Solving a riddle wrapped in a mystery inside a cookie

Finding the missing link: Yasuko Nakamachi, a graduate student from Japan, with fortune cookies sold at Hyobando in Kawasaki. She has spent six years trying to establish the Japanese origin of the forPremium

Finding the missing link: Yasuko Nakamachi, a graduate student from Japan, with fortune cookies sold at Hyobando in Kawasaki. She has spent six years trying to establish the Japanese origin of the for

New York: Some three billion fortune cookies are made each year, almost all in the US. But the crisp cookies wrapped around enigmatic sayings have spread around the world. They are served in Chinese restaurants in Britain, Mexico, Italy, France and elsewhere. In India, they taste more like butter cookies. A surprisingly high number of winning tickets in Brazil’s national lottery in 2004 were traced to lucky numbers from fortune cookies distributed by a Chinese restaurant chain called Chinatown.
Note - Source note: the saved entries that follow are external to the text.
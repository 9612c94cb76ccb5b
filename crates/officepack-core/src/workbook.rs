//! Workbook type

use crate::error::{Error, Result};
use crate::sheet::Sheet;

/// Relationship ids `rId1`..`rId3` are taken by the theme, styles and shared
/// strings parts; sheets start after them.
pub const FIRST_SHEET_REL_ID: usize = 4;

/// An ordered collection of sheets
#[derive(Debug, Clone, Default, PartialEq)]
pub struct Workbook {
    sheets: Vec<Sheet>,
}

impl Workbook {
    /// Create an empty workbook
    pub fn new() -> Self {
        Self::default()
    }

    /// Number of sheets
    pub fn sheet_count(&self) -> usize {
        self.sheets.len()
    }

    /// Get a sheet by position
    pub fn sheet(&self, index: usize) -> Option<&Sheet> {
        self.sheets.get(index)
    }

    /// Get a mutable sheet by position
    pub fn sheet_mut(&mut self, index: usize) -> Option<&mut Sheet> {
        self.sheets.get_mut(index)
    }

    /// Get a sheet by position, failing when out of range
    pub fn try_sheet(&self, index: usize) -> Result<&Sheet> {
        self.sheets
            .get(index)
            .ok_or(Error::SheetOutOfBounds(index, self.sheets.len()))
    }

    /// Find a sheet by name
    pub fn sheet_by_name(&self, name: &str) -> Option<&Sheet> {
        self.sheets.iter().find(|s| s.name() == name)
    }

    /// Index of the sheet with this name
    pub fn sheet_index(&self, name: &str) -> Option<usize> {
        self.sheets.iter().position(|s| s.name() == name)
    }

    /// All sheets in order
    pub fn sheets(&self) -> &[Sheet] {
        &self.sheets
    }

    /// Mutable iterator over the sheets
    pub fn sheets_mut(&mut self) -> impl Iterator<Item = &mut Sheet> {
        self.sheets.iter_mut()
    }

    /// Append a copy of `sheet` and return its position.
    ///
    /// The copy gets id `position + 1` and relationship id
    /// `rId{position + 4}`, replacing whatever `sheet` carried.
    pub fn add_sheet(&mut self, sheet: &Sheet) -> usize {
        let index = self.sheets.len();
        let mut copy = sheet.clone();
        copy.set_id(index as u32 + 1);
        copy.set_rel_id(sheet_rel_id(index));
        self.sheets.push(copy);
        index
    }

    /// Push a sheet exactly as given, keeping its ids. Used by readers.
    pub fn push_sheet(&mut self, sheet: Sheet) -> usize {
        self.sheets.push(sheet);
        self.sheets.len() - 1
    }
}

/// Relationship id of the sheet at `index`
pub fn sheet_rel_id(index: usize) -> String {
    format!("rId{}", index + FIRST_SHEET_REL_ID)
}
//! Error types for officepack-core

use thiserror::Error;

/// Result type alias using [`Error`]
pub type Result<T> = std::result::Result<T, Error>;

/// Errors that can occur in officepack-core
#[derive(Debug, Clone, PartialEq, Eq, Error)]
pub enum Error {
    /// Invalid cell address format
    #[error("Invalid cell address: {0}")]
    InvalidAddress(String),

    /// Invalid cell range format
    #[error("Invalid cell range: {0}")]
    InvalidRange(String),

    /// Sheet index out of bounds
    #[error("Sheet index {0} out of bounds (count: {1})")]
    SheetOutOfBounds(usize, usize),

    /// Generic error with message
    #[error("{0}")]
    Other(String),
}

impl Error {
    /// Create a new "other" error with a message
    pub fn other<S: Into<String>>(msg: S) -> Self {
        Error::Other(msg.into())
    }
}
//! Prelude module - common imports for officepack users
//!
//! ```rust
//! use officepack::prelude::*;
//! ```

pub use crate::{
    // Cell types
    Cell,
    CellKind,
    ColumnAttributes,
    ColumnFilter,
    // Main types
    Document,
    // Extension traits
    DocumentExt,
    DocumentKind,
    // Error types
    Error,
    Expression,
    Freeze,
    FreezeKind,
    Result,
    Row,
    Sheet,
    Spreadsheet,
    StringTable,
    Workbook,
    XlsxError,
    // I/O types
    XlsxReader,
    XlsxWriter,
};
Finding the missing link: Yasuko Nakamachi, a graduate student from Japan, with fortune cookies sold at Hyobando in Kawasaki. She has spent six years trying to establish the Japanese origin of the fortune cookie.

But there is one place where fortune cookies are conspicuously absent: China.

Now a researcher in Japan believes she can explain the disconnect, which has long perplexed American tourists in China. Fortune cookies, Yasuko Nakamachi says, are almost certainly originally from Japan.

Her prime pieces of evidence are the centuries-old small family bakeries making obscure fortune cookie-shaped crackers by hand near a temple outside Kyoto. She has also turned up many references to the cookies in Japanese literature and history, including an 1878 etching of a man making them in a bakery—decades before the first reports of American fortune cookies.

The idea that fortune cookies come from Japan is counterintuitive, to say the least. “I am surprised," said Derrick Wong, the vice-president of the largest fortune cookie manufacturer in the world, Wonton Food, based in Brooklyn. “People see it and think of it as a Chinese food dessert, not a Japanese food dessert," he said. But, he conceded, “The weakest part of the Chinese menu is dessert."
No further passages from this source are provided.